Problem description:
Copy out the lines of the records below, and only those lines, from the one with "use crate::templates::TemplateEngine;" through the one with "let candidates = self.candidates(name, ctx);", exactly as they appear.

START Records for the exercise

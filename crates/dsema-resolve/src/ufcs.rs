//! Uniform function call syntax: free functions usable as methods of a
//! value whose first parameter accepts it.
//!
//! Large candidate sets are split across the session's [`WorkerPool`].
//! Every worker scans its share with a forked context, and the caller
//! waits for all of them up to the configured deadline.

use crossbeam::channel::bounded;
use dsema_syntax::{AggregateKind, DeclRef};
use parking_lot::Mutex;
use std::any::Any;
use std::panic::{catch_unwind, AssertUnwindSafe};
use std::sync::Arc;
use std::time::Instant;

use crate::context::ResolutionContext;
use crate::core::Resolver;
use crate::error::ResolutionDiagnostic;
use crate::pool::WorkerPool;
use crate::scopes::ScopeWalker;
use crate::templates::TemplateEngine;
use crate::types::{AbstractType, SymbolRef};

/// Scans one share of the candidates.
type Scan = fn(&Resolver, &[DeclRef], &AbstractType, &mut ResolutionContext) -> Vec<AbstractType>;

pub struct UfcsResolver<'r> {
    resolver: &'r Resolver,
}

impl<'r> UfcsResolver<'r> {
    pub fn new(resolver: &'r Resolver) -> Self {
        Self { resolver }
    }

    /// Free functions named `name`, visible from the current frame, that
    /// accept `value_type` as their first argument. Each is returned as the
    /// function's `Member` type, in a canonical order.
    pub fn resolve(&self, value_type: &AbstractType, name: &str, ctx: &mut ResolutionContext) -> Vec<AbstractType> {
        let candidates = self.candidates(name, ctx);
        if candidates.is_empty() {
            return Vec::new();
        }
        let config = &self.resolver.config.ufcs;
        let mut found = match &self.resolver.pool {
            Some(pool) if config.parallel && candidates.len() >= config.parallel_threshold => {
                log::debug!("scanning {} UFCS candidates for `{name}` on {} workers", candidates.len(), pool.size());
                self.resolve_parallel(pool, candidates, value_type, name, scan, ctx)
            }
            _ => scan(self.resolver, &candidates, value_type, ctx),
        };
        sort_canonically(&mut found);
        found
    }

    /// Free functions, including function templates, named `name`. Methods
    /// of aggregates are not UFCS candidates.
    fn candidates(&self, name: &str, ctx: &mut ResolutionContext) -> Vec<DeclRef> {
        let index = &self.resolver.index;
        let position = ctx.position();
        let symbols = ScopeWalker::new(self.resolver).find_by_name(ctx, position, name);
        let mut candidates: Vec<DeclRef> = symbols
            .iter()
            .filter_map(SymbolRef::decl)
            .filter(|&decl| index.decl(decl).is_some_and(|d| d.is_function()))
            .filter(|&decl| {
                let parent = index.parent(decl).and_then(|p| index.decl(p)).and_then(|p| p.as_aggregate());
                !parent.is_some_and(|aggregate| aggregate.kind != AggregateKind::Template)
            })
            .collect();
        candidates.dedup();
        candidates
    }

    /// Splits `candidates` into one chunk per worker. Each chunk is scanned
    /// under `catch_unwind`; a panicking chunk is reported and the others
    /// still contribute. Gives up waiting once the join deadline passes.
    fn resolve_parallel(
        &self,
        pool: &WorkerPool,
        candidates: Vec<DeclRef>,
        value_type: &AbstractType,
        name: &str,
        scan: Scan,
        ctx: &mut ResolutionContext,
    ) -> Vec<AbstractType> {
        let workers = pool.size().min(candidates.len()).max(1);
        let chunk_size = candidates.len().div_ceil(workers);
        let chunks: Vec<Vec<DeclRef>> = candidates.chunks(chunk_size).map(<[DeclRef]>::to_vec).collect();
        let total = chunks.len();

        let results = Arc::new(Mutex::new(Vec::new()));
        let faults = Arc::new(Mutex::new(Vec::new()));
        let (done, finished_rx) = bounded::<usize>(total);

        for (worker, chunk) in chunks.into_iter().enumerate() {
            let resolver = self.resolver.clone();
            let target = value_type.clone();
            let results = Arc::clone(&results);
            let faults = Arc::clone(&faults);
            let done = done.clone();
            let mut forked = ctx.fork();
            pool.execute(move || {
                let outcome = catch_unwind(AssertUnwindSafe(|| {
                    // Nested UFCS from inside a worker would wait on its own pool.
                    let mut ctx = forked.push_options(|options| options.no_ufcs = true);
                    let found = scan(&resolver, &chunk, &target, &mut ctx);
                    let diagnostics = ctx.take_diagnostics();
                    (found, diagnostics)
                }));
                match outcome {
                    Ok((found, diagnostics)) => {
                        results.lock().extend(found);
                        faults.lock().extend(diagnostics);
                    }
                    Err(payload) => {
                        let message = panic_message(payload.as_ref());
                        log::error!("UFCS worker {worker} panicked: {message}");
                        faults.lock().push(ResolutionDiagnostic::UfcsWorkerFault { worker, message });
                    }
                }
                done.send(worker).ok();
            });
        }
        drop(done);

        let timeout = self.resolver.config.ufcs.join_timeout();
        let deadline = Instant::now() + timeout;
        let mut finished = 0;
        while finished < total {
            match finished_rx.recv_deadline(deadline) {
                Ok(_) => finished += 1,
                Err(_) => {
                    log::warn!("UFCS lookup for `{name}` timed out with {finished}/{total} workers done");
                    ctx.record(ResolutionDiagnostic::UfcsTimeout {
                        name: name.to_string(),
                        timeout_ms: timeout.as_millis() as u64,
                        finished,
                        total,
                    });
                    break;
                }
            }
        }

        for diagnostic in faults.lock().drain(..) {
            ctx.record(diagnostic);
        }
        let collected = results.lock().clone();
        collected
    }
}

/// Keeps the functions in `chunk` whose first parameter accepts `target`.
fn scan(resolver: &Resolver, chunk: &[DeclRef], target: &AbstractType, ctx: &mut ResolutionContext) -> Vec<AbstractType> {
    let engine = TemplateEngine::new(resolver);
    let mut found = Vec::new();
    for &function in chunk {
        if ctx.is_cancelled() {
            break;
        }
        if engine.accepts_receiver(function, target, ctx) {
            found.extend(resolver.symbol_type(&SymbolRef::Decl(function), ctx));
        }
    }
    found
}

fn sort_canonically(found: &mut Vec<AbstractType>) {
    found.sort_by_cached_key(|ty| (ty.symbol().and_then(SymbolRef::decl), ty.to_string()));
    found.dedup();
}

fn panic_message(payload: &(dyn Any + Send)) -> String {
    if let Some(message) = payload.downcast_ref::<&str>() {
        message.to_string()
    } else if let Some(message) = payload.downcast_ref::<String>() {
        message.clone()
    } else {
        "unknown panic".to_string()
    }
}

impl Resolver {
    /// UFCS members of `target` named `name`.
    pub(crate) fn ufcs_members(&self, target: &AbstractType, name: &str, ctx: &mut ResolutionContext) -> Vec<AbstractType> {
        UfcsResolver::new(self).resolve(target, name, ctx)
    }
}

END Records for the exercise
START Records for the exercise

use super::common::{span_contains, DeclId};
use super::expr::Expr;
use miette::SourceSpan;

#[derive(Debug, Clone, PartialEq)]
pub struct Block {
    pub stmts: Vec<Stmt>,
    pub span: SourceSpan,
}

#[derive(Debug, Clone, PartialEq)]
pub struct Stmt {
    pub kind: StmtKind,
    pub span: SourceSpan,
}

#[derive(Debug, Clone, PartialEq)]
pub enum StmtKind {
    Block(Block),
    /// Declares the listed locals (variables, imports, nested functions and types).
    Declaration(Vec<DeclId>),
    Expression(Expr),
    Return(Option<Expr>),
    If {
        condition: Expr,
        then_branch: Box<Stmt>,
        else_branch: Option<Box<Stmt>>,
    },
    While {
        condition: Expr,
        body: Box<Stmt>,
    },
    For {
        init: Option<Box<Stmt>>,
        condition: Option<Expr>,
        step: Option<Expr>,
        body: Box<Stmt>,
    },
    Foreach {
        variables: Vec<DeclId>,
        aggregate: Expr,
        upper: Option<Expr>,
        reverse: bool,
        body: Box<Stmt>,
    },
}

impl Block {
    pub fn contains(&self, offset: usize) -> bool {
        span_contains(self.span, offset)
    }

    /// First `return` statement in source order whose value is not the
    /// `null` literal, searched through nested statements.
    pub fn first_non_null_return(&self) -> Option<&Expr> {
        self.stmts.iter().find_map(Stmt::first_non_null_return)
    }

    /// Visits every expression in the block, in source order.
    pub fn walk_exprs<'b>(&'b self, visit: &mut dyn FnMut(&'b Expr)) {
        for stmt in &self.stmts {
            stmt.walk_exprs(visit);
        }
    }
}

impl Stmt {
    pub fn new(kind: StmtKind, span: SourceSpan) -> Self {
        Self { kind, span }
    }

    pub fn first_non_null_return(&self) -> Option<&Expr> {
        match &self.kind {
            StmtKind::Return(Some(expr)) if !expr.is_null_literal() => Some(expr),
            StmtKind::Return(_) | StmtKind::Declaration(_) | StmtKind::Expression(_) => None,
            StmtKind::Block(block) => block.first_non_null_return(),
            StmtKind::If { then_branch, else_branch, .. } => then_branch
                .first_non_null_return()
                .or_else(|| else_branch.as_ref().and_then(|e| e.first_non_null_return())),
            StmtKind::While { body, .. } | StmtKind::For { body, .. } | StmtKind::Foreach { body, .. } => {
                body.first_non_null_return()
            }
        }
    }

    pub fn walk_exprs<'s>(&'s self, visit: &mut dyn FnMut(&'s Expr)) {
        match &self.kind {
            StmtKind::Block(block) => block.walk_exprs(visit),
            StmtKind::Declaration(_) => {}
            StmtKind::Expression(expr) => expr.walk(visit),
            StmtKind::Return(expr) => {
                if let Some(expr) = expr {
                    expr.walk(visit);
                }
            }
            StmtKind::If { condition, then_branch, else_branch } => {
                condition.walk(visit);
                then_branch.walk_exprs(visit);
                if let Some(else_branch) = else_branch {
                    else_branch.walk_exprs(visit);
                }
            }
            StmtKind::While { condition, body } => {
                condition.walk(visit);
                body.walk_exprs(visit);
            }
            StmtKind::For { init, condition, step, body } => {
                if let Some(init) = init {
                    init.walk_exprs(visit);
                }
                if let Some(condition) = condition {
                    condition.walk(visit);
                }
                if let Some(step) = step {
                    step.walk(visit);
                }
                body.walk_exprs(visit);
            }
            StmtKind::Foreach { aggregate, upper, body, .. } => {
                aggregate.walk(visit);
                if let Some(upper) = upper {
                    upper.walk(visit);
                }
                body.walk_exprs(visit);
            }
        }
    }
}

END Records for the exercise
START Records for the exercise

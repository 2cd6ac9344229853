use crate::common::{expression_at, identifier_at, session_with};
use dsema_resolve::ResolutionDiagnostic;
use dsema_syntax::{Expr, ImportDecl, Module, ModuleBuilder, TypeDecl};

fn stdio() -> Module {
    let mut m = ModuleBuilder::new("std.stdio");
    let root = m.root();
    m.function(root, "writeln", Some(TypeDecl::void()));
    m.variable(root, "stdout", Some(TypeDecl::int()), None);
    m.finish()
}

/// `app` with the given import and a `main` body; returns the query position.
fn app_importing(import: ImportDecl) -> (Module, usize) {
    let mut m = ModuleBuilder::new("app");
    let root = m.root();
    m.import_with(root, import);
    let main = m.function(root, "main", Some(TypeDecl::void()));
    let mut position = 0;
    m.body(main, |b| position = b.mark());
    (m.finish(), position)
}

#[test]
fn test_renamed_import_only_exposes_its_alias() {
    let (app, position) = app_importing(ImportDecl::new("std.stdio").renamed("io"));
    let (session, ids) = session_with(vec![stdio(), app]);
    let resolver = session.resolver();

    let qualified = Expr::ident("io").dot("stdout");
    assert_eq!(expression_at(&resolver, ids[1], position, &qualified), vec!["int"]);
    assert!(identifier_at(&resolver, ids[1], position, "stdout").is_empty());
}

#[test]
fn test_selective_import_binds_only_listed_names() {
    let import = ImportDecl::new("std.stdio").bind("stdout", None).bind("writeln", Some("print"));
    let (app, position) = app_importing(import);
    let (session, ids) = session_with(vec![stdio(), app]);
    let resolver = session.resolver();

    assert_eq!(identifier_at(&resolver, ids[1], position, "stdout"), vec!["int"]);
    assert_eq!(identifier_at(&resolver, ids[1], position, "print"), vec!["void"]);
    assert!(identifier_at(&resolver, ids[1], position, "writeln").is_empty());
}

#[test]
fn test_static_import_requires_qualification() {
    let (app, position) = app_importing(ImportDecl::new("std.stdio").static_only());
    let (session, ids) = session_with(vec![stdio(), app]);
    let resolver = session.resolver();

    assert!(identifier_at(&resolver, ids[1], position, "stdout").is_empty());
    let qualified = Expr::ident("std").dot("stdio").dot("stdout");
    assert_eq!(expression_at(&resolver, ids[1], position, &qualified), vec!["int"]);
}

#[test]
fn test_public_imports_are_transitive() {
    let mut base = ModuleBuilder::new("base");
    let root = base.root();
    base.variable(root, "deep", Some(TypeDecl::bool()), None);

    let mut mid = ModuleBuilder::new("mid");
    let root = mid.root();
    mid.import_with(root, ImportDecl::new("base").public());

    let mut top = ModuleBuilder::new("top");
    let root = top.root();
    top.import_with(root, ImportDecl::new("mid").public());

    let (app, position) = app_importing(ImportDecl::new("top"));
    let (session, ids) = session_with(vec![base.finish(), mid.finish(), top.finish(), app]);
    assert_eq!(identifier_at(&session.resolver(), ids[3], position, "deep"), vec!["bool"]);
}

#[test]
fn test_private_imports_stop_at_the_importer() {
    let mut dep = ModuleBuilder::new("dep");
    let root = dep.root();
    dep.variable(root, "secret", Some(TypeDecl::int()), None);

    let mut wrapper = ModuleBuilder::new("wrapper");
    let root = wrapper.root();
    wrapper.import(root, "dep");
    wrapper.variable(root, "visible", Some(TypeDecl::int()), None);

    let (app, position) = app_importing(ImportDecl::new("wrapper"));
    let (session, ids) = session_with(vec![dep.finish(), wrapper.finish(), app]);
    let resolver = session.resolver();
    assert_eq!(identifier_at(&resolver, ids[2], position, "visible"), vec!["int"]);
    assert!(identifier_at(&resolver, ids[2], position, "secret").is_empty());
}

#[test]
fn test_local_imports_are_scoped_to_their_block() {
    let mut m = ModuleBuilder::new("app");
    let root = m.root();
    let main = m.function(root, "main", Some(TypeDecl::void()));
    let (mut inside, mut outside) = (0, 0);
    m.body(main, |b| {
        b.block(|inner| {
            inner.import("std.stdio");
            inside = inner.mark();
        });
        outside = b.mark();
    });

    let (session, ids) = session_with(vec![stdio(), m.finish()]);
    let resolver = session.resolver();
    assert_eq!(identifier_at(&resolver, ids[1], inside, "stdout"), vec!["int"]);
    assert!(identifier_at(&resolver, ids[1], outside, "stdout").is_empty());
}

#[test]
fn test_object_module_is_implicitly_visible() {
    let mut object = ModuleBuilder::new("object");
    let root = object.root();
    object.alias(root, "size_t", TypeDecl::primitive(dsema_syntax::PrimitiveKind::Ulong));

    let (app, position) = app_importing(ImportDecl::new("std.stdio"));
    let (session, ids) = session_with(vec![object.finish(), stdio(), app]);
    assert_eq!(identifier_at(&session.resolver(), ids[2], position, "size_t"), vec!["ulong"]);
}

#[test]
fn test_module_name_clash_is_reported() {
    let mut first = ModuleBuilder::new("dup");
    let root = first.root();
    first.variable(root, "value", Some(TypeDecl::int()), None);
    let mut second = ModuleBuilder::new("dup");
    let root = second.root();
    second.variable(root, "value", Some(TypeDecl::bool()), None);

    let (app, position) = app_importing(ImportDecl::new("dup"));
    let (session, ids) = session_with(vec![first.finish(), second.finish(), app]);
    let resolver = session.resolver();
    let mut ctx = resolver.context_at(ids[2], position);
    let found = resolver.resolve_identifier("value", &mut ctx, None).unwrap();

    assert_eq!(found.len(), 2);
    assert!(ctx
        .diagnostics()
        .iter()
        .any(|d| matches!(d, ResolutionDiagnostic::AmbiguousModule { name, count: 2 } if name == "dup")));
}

END Records for the exercise

Result below:
use crate::templates::TemplateEngine;
use crate::types::{AbstractType, SymbolRef};

/// Scans one share of the candidates.
type Scan = fn(&Resolver, &[DeclRef], &AbstractType, &mut ResolutionContext) -> Vec<AbstractType>;

pub struct UfcsResolver<'r> {
    resolver: &'r Resolver,
}

impl<'r> UfcsResolver<'r> {
    pub fn new(resolver: &'r Resolver) -> Self {
        Self { resolver }
    }

    /// Free functions named `name`, visible from the current frame, that
    /// accept `value_type` as their first argument. Each is returned as the
    /// function's `Member` type, in a canonical order.
    pub fn resolve(&self, value_type: &AbstractType, name: &str, ctx: &mut ResolutionContext) -> Vec<AbstractType> {
        let candidates = self.candidates(name, ctx);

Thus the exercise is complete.